日本経済新聞社が2017年に実施した「NEXTユニコーン調査」によると、国内22社が企業価値100億円を超えた。人工知能(AI)やネット関連企業など、次世代の日本経済をけん引するスタートアップの横顔を見ていこう。
(参照:日本経済新聞「企業価値、22社が100億円以上 NEXTユニコーン調査」 )
そもそも、ユニコーン企業とは?
「ユニコーン企業」という用語は、2013 年にエンジェル投資家のアイリーン・リー氏が、テクノロジーメディアにおいて用いたものが広がったとされている。一般的に企業評価額が 10 億米ドル以上で未上場の企業がユニコーン企業とされているのだ。その点、2018年6月19日に東証マザーズへ上場したフリーマーケットアプリのメルカリは、上記調査では2位を獲得したが、ユニコーン「卒業生」となった。
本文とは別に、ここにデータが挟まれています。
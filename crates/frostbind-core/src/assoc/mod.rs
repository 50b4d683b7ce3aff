//! Module: assoc
//! Responsibility: association wrappers — lazily-materialized relation
//! fields that stay synchronized between the validated in-memory payload
//! and the persisted relation slot.
//! Does not own: strategy selection (see `strategy`) or instance
//! deduplication (see `context`).
//!
//! Invariants:
//! - `loaded` transitions to true at most once per load cycle; reads never
//!   re-trigger materialization until `invalidate` runs.
//! - Every failed load leaves `loaded == false` so a corrected retry works.
//! - Wrappers hold only a weak back-reference to their owner's binding
//!   cell, never ownership.

mod many;
mod single;


pub use many::Many;
pub use single::Single;

use crate::{
    bind::Provided,
    materialize::MaterializeError,
    model::{RelationModel, RelationShape},
    row::{RelationSlot, RowRef},
    store::StoreError,
    strategy::{self, StrategyError},
    traits::Record,
    validate::ValidateError,
};
use std::{
    cell::RefCell,
    rc::{Rc, Weak},
};
use thiserror::Error as ThisError;

///
/// AssocError
///

#[derive(Debug, ThisError)]
pub enum AssocError {
    /// The wrapper was asked to do owner-bound work before `prepare` ran.
    /// Unreachable through the accessor protocol; indicates a
    /// construction-path bug.
    #[error("association {assoc} has no bound owner")]
    UnboundOwner { assoc: String },

    /// The persisted side needs the asynchronous path to resolve.
    #[error("loading '{owner}.{field}' requires the async path: {source}")]
    AwaitRequired {
        owner: &'static str,
        field: &'static str,
        #[source]
        source: StoreError,
    },

    /// The persisted side's relation strategy forbids implicit loading.
    #[error("implicit load of '{owner}.{field}' is forbidden: {context}")]
    LoadForbidden {
        owner: &'static str,
        field: &'static str,
        context: String,
    },

    #[error("relation '{owner}.{field}' is required and rejects null")]
    RequiredRelation {
        owner: &'static str,
        field: &'static str,
    },

    #[error("invalid related value for '{owner}.{field}': {source}")]
    InvalidValue {
        owner: &'static str,
        field: &'static str,
        #[source]
        source: ValidateError,
    },

    #[error("store failure on '{owner}.{field}': {source}")]
    Store {
        owner: &'static str,
        field: &'static str,
        #[source]
        source: StoreError,
    },

    #[error("strategy failure on '{owner}.{field}': {source}")]
    Strategy {
        owner: &'static str,
        field: &'static str,
        #[source]
        source: StrategyError,
    },

    #[error("materialization failed for '{owner}.{field}': {source}")]
    Materialize {
        owner: &'static str,
        field: &'static str,
        #[source]
        source: Box<MaterializeError>,
    },

    /// The persisted slot shape disagrees with the wrapper shape.
    #[error("relation slot for '{owner}.{field}' is not {expected}")]
    ShapeMismatch {
        owner: &'static str,
        field: &'static str,
        expected: &'static str,
    },

    #[error("index {index} out of bounds for '{field}' (len {len})")]
    IndexOutOfBounds {
        field: &'static str,
        index: usize,
        len: usize,
    },

    /// Replication semantics are not supported on relation collections.
    #[error("unsupported operation '{operation}' on a collection association")]
    UnsupportedOperation { operation: &'static str },
}

///
/// OwnerLink
///
/// The owner-side binding of one association: the owner's schema path, the
/// field name, the declared relation metadata, and a weak handle onto the
/// owner's `Provided` cell. Weak by contract: an association never owns
/// its owner.
///

#[derive(Clone)]
pub struct OwnerLink {
    owner_path: &'static str,
    field_name: &'static str,
    relation: Option<&'static RelationModel>,
    provided: Weak<RefCell<Option<RowRef>>>,
}

impl OwnerLink {
    #[must_use]
    pub fn for_field<M: Record>(field_name: &'static str, provided: &Provided) -> Self {
        Self {
            owner_path: M::PATH,
            field_name,
            relation: M::MODEL.relation(field_name),
            provided: provided.downgrade(),
        }
    }

    #[must_use]
    pub const fn owner_path(&self) -> &'static str {
        self.owner_path
    }

    #[must_use]
    pub const fn field_name(&self) -> &'static str {
        self.field_name
    }

    #[must_use]
    pub const fn relation(&self) -> Option<&'static RelationModel> {
        self.relation
    }

    /// The owner's current persisted counterpart, if the owner is still
    /// alive and bound.
    #[must_use]
    pub fn row(&self) -> Option<RowRef> {
        self.provided
            .upgrade()
            .and_then(|cell| cell.borrow().clone())
    }

    #[must_use]
    pub fn required(&self) -> bool {
        matches!(
            self.relation.map(|r| r.shape),
            Some(RelationShape::Single { required: true })
        )
    }
}

///
/// Relation
///
/// Common load/prepare protocol implemented by both association shapes.
/// Callers never need runtime shape-switching beyond this surface.
///

pub trait Relation {
    /// Bind this association to its owner. Idempotent: a second call is a
    /// no-op. Performs the eager initial sync of a construction-supplied
    /// payload; never marks the association loaded.
    fn prepare(&self, link: OwnerLink) -> Result<(), AssocError>;

    fn loaded(&self) -> bool;

    /// Drop the loaded state so the next read re-materializes.
    fn invalidate(&self);

    fn shape(&self) -> RelationShape;
}

// Map a store failure during slot resolution into the two suspension
// kinds the caller can act on, passing everything else through.
fn map_fetch_error(link: &OwnerLink, err: StoreError) -> AssocError {
    match err {
        StoreError::AwaitRequired { .. } => AssocError::AwaitRequired {
            owner: link.owner_path(),
            field: link.field_name(),
            source: err,
        },
        StoreError::LoadForbidden { .. } => AssocError::LoadForbidden {
            owner: link.owner_path(),
            field: link.field_name(),
            context: err.to_string(),
        },
        other => AssocError::Store {
            owner: link.owner_path(),
            field: link.field_name(),
            source: other,
        },
    }
}

// Current slot for the field, defaulting to an empty resolved slot of the
// declared shape when the row carries none.
fn current_slot(link: &OwnerLink, row: &RowRef, shape: RelationShape) -> RelationSlot {
    row.borrow()
        .relation(link.field_name())
        .cloned()
        .unwrap_or_else(|| RelationSlot::empty(shape))
}

/// Resolve the persisted slot synchronously, fetching a deferred slot
/// through the active strategy's store.
pub(crate) fn resolve_slot(
    link: &OwnerLink,
    row: &RowRef,
    shape: RelationShape,
) -> Result<RelationSlot, AssocError> {
    match current_slot(link, row, shape) {
        slot @ (RelationSlot::One(_) | RelationSlot::Many(_)) => Ok(slot),
        RelationSlot::Deferred(_) => {
            let store = strategy::active()
                .store()
                .ok_or_else(|| AssocError::LoadForbidden {
                    owner: link.owner_path(),
                    field: link.field_name(),
                    context: "deferred relation with no store-backed strategy in scope".to_string(),
                })?;

            let fetched = store
                .fetch_relation(row, link.field_name())
                .map_err(|err| map_fetch_error(link, err))?;
            row.borrow_mut()
                .set_relation(link.field_name(), fetched.clone());

            Ok(fetched)
        }
        RelationSlot::NoLoad(_) => Err(AssocError::LoadForbidden {
            owner: link.owner_path(),
            field: link.field_name(),
            context: "relation strategy forbids implicit load".to_string(),
        }),
    }
}

/// Async twin of [`resolve_slot`]: identical semantics, with the deferred
/// fetch handed to the host scheduler.
pub(crate) async fn resolve_slot_async(
    link: &OwnerLink,
    row: &RowRef,
    shape: RelationShape,
) -> Result<RelationSlot, AssocError> {
    match current_slot(link, row, shape) {
        slot @ (RelationSlot::One(_) | RelationSlot::Many(_)) => Ok(slot),
        RelationSlot::Deferred(_) => {
            let store = strategy::active()
                .store()
                .ok_or_else(|| AssocError::LoadForbidden {
                    owner: link.owner_path(),
                    field: link.field_name(),
                    context: "deferred relation with no store-backed strategy in scope".to_string(),
                })?;

            let fetched = store
                .fetch_relation_async(row, link.field_name())
                .await
                .map_err(|err| map_fetch_error(link, err))?;
            row.borrow_mut()
                .set_relation(link.field_name(), fetched.clone());

            Ok(fetched)
        }
        RelationSlot::NoLoad(_) => Err(AssocError::LoadForbidden {
            owner: link.owner_path(),
            field: link.field_name(),
            context: "relation strategy forbids implicit load".to_string(),
        }),
    }
}

// Shared error helpers for the two wrapper shapes.

pub(crate) fn strategy_err(link: &OwnerLink, source: StrategyError) -> AssocError {
    AssocError::Strategy {
        owner: link.owner_path(),
        field: link.field_name(),
        source,
    }
}

pub(crate) fn invalid_value(link: &OwnerLink, source: ValidateError) -> AssocError {
    AssocError::InvalidValue {
        owner: link.owner_path(),
        field: link.field_name(),
        source,
    }
}

pub(crate) fn materialize_err(link: &OwnerLink, source: MaterializeError) -> AssocError {
    AssocError::Materialize {
        owner: link.owner_path(),
        field: link.field_name(),
        source: Box::new(source),
    }
}

pub(crate) fn unbound<T: Record>(shape: &str) -> AssocError {
    AssocError::UnboundOwner {
        assoc: format!("{shape}<{}>", T::PATH),
    }
}

// Rc identity without a dedicated wrapper type.
pub(crate) fn row_ptr_eq(a: &RowRef, b: &RowRef) -> bool {
    Rc::ptr_eq(a, b)
}
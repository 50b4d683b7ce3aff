//! Foundational contracts: where a type lives in the system and what a
//! record type must expose to the binding runtime.

use crate::{assoc::Relation, bind::Provided, model::ModelDescriptor, validate::Validate, value::Value};
use serde::{Serialize, de::DeserializeOwned};
use std::fmt::Debug;

///
/// Path
/// Fully-qualified schema path.
///

pub trait Path {
    const PATH: &'static str;
}

///
/// Record
///
/// A validated schema type whose instances double as live handles onto a
/// persisted row once bound. Implementations are hand-written (or
/// macro-generated) accessor-protocol types: every relation accessor calls
/// `bind::prepare_field`, every scalar setter calls `bind::write_field`.
///

pub trait Record:
    Path + Clone + Debug + PartialEq + Serialize + DeserializeOwned + Validate + 'static
{
    const MODEL: &'static ModelDescriptor;

    /// The persisted-counterpart binding handle for this instance.
    fn provided(&self) -> &Provided;

    /// Current identity value (`Null` when unset or undeclared).
    fn identity_value(&self) -> Value;

    /// Scalar field values in model order. Association fields never
    /// appear here; they travel through relation slots.
    fn field_values(&self) -> Vec<(&'static str, Value)>;

    /// Apply one scalar field from the dynamic boundary.
    fn apply_field(&mut self, name: &str, value: &Value)
    -> Result<(), crate::validate::ValidateError>;

    /// Every association field, paired with its field name.
    fn relations(&self) -> Vec<(&'static str, &dyn Relation)>;
}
国内外の名門企業が注目するプリファード・ネットワークス
メルカリを抑えて同調査での首位に立ったのは、プリファード・ネットワークスだった。AIのひとつである深層学習で制御技術を開発する同社の企業価値は2,326億円。東大卒の30代経営者に率いられた注目のスタートアップは、トヨタ自動車、NTT、ファナック、日立製作所といった名だたる国内大企業と次々に提携。昨年、トヨタ自動車から105億円の出資を受けた。
さらに、国内大手のみならず、米半導体エヌビディア、米マイクロソフト、米インテルといったITの巨人たちからも提携を求められた。「未来のGoogle」「未来のソニー」と期待を寄せられる、日本最大のユニコーン企業だ。
成長が期待されるNEXTユニコーン企業
3位以下は、「ユニコーン企業」の目安となる10 億米ドルには届かないものの、NEXTユニコーン企業として注目を集める顔ぶれだ。3位は名刺をもとにしたCRMソリューションを提供するSansan(企業価値505億円)、4位はリチウムイオン電池製造のエリーパワー(404億円)、5位はクラウド会計処理のfreee(394億円)だった。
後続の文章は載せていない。